▶ **TRY IT**
Only the lines from the one containing "over reqwest (rustls)." through the one containing "use std::time::Duration;" should be printed, exactly as they appear below, with both ends included.

▶ **EXTRACTED ENTRIES**

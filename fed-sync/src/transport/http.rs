//! HTTPS transport over reqwest (rustls).
//!
//! Each exchange connects only to the addresses the destination guard
//! validated and pinned, so a second DNS lookup inside the HTTP client
//! cannot be rebound to a private address. Replies are read in chunks
//! and abandoned once they pass the frame size limit.

use super::{Exchange, Transport, TransportError, FEDERATION_PATH, MAX_FRAME_SIZE};
use async_trait::async_trait;
use fed_security::ValidatedTarget;
use std::time::Duration;

const CONTENT_TYPE: &str = "application/msgpack";

/// HTTP(S) transport.
#[derive(Debug, Clone)]
pub struct HttpTransport {
    timeout: Duration,
    accept_self_signed: bool,
    max_response: usize,
}

impl HttpTransport {
    /// Create a transport with a per-request timeout.
    pub fn new(timeout: Duration) -> Self {
        Self {
            timeout,
            accept_self_signed: false,
            max_response: MAX_FRAME_SIZE,
        }
    }

    /// Override the largest reply body read from a peer.
    pub fn max_response_size(mut self, bytes: usize) -> Self {
        self.max_response = bytes;
        self
    }

    /// Skip CA validation and rely on certificate pinning alone.
    pub fn accept_self_signed(mut self, accept: bool) -> Self {
        self.accept_self_signed = accept;
        self
    }

    fn client_for(&self, target: &ValidatedTarget) -> Result<reqwest::Client, TransportError> {
        reqwest::Client::builder()
            .timeout(self.timeout)
            .resolve_to_addrs(&target.host, &target.addrs)
            .redirect(reqwest::redirect::Policy::none())
            .tls_info(true)
            .danger_accept_invalid_certs(self.accept_self_signed)
            .build()
            .map_err(|e| TransportError::ConnectionFailed(e.to_string()))
    }
}

#[async_trait]
impl Transport for HttpTransport {
    async fn exchange(
        &self,
        target: &ValidatedTarget,
        body: Vec<u8>,
    ) -> Result<Exchange, TransportError> {
        let url = target
            .endpoint(FEDERATION_PATH)
            .map_err(|e| TransportError::ConnectionFailed(e.to_string()))?;
        let client = self.client_for(target)?;

        let response = client
            .post(url)
            .header(reqwest::header::CONTENT_TYPE, CONTENT_TYPE)
            .body(body)
            .send()
            .await
            .map_err(|e| {
                if e.is_timeout() {
                    TransportError::Timeout
                } else {
                    TransportError::ConnectionFailed(e.to_string())
                }
            })?;

        let status = response.status();
        if !status.is_success() {
            return Err(TransportError::Status(status.as_u16()));
        }

        let certificate = response
            .extensions()
            .get::<reqwest::tls::TlsInfo>()
            .and_then(|info| info.peer_certificate())
            .map(|der| der.to_vec());

        let body = read_capped(response, self.max_response).await?;

        Ok(Exchange { body, certificate })
    }
}

async fn read_capped(
    mut response: reqwest::Response,
    limit: usize,
) -> Result<Vec<u8>, TransportError> {
    if let Some(declared) = response.content_length() {
        if declared > limit as u64 {
            return Err(TransportError::ReceiveFailed(format!(
                "response of {declared} bytes exceeds limit of {limit}"
            )));
        }
    }

    let mut body = Vec::new();
    while let Some(chunk) = response
        .chunk()
        .await
        .map_err(|e| TransportError::ReceiveFailed(e.to_string()))?
    {
        if body.len() + chunk.len() > limit {
            return Err(TransportError::ReceiveFailed(format!(
                "response exceeds limit of {limit} bytes"
            )));
        }
        body.extend_from_slice(&chunk);
    }
    Ok(body)
}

▶ **RESPONSE AREA**
//! HTTPS transport over reqwest (rustls).
//!
//! Each exchange connects only to the addresses the destination guard
//! validated and pinned, so a second DNS lookup inside the HTTP client
//! cannot be rebound to a private address. Replies are read in chunks
//! and abandoned once they pass the frame size limit.

use super::{Exchange, Transport, TransportError, FEDERATION_PATH, MAX_FRAME_SIZE};
use async_trait::async_trait;
use fed_security::ValidatedTarget;
use std::time::Duration;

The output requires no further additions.